=== DATASET CONTENT ===

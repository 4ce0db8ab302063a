//! Failure records and the append-only result tables of a run.

use std::fmt;

use parking_lot::Mutex;
use serde::Serialize;

/// Source position of a check.
#[derive(Debug, Clone, Copy, PartialEq, Eq, Serialize)]
pub struct Location {
    pub file: &'static str,
    pub line: u32,
}

impl Location {
    #[must_use]
    pub const fn new(file: &'static str, line: u32) -> Self {
        Self { file, line }
    }

    /// Position of the caller.
    #[must_use]
    #[track_caller]
    pub fn caller() -> Self {
        let loc = std::panic::Location::caller();
        Self {
            file: loc.file(),
            line: loc.line(),
        }
    }
}

impl fmt::Display for Location {
    fn fmt(&self, f: &mut fmt::Formatter<'_>) -> fmt::Result {
        write!(f, "{}:{}", self.file, self.line)
    }
}

/// One recorded discrepancy. Never mutated after creation.
#[derive(Debug, Clone, PartialEq, Eq, Serialize)]
pub struct FailureRecord {
    pub suite_name: String,
    pub proof_name: String,
    pub location: Location,
    /// Human readable description of the check.
    pub test: String,
    pub actual: String,
    pub expected: String,
    /// Literal source text of the actual-value expression.
    pub actual_str: String,
}

impl FailureRecord {
    /// `<suite>::<proof>` identifier used in reports.
    #[must_use]
    pub fn proof_id(&self) -> String {
        proof_id(&self.suite_name, &self.proof_name)
    }
}

#[must_use]
pub fn proof_id(suite_name: &str, proof_name: &str) -> String {
    format!("{suite_name}::{proof_name}")
}

/// Process-wide ordered list of failures. Only grows during a run.
#[derive(Debug, Default)]
pub struct FailureLog {
    records: Mutex<Vec<FailureRecord>>,
}

impl FailureLog {
    #[must_use]
    pub fn new() -> Self {
        Self::default()
    }

    pub fn push(&self, record: FailureRecord) {
        self.records.lock().push(record);
    }

    #[must_use]
    pub fn len(&self) -> usize {
        self.records.lock().len()
    }

    #[must_use]
    pub fn is_empty(&self) -> bool {
        self.records.lock().is_empty()
    }

    /// Copy of every record appended at or after `start`.
    #[must_use]
    pub fn since(&self, start: usize) -> Vec<FailureRecord> {
        self.records
            .lock()
            .get(start..)
            .map(<[FailureRecord]>::to_vec)
            .unwrap_or_default()
    }

    #[must_use]
    pub fn snapshot(&self) -> Vec<FailureRecord> {
        self.since(0)
    }

    pub(crate) fn clear(&self) {
        self.records.lock().clear();
    }
}

/// Ordered `<suite>::<proof>` ids of proofs that passed.
#[derive(Debug, Default)]
pub struct PassList {
    proofs: Mutex<Vec<String>>,
}

impl PassList {
    #[must_use]
    pub fn new() -> Self {
        Self::default()
    }

    pub fn record(&self, suite_name: &str, proof_name: &str) {
        self.proofs.lock().push(proof_id(suite_name, proof_name));
    }

    #[must_use]
    pub fn len(&self) -> usize {
        self.proofs.lock().len()
    }

    #[must_use]
    pub fn is_empty(&self) -> bool {
        self.proofs.lock().is_empty()
    }

    #[must_use]
    pub fn snapshot(&self) -> Vec<String> {
        self.proofs.lock().clone()
    }

    pub(crate) fn clear(&self) {
        self.proofs.lock().clear();
    }
}

#[cfg(test)]
mod tests {
    use super::*;
    use std::sync::Arc;
    use std::thread;

    fn record(proof: &str) -> FailureRecord {
        FailureRecord {
            suite_name: "Suite".to_string(),
            proof_name: proof.to_string(),
            location: Location::new("x.rs", 7),
            test: "a == b".to_string(),
            actual: "1".to_string(),
            expected: "2".to_string(),
            actual_str: "a".to_string(),
        }
    }

    #[test]
    fn since_returns_only_new_records() {
        let log = FailureLog::new();
        log.push(record("first"));
        let mark = log.len();
        log.push(record("second"));
        log.push(record("third"));

        let fresh = log.since(mark);
        assert_eq!(fresh.len(), 2);
        assert_eq!(fresh[0].proof_name, "second");
        assert!(log.since(10).is_empty());
    }

    #[test]
    fn concurrent_appends_are_all_kept() {
        let log = Arc::new(FailureLog::new());
        let handles: Vec<_> = (0..4)
            .map(|_| {
                let log = Arc::clone(&log);
                thread::spawn(move || {
                    for _ in 0..50 {
                        log.push(record("threaded"));
                    }
                })
            })
            .collect();
        for h in handles {
            h.join().expect("appender");
        }
        assert_eq!(log.len(), 200);
    }

    #[test]
    fn pass_list_uses_qualified_ids() {
        let passes = PassList::new();
        passes.record("Math", "adds");
        assert_eq!(passes.snapshot(), vec!["Math::adds".to_string()]);
        assert_eq!(record("p").proof_id(), "Suite::p");
        assert_eq!(Location::new("a.rs", 3).to_string(), "a.rs:3");
    }
}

===

» PROBLEM
Please show the lines in the entries above that hold the string "struct".

» SOLUTION TO THIS PROBLEM
pub struct Location {
pub struct FailureRecord {
pub struct FailureLog {
pub struct PassList {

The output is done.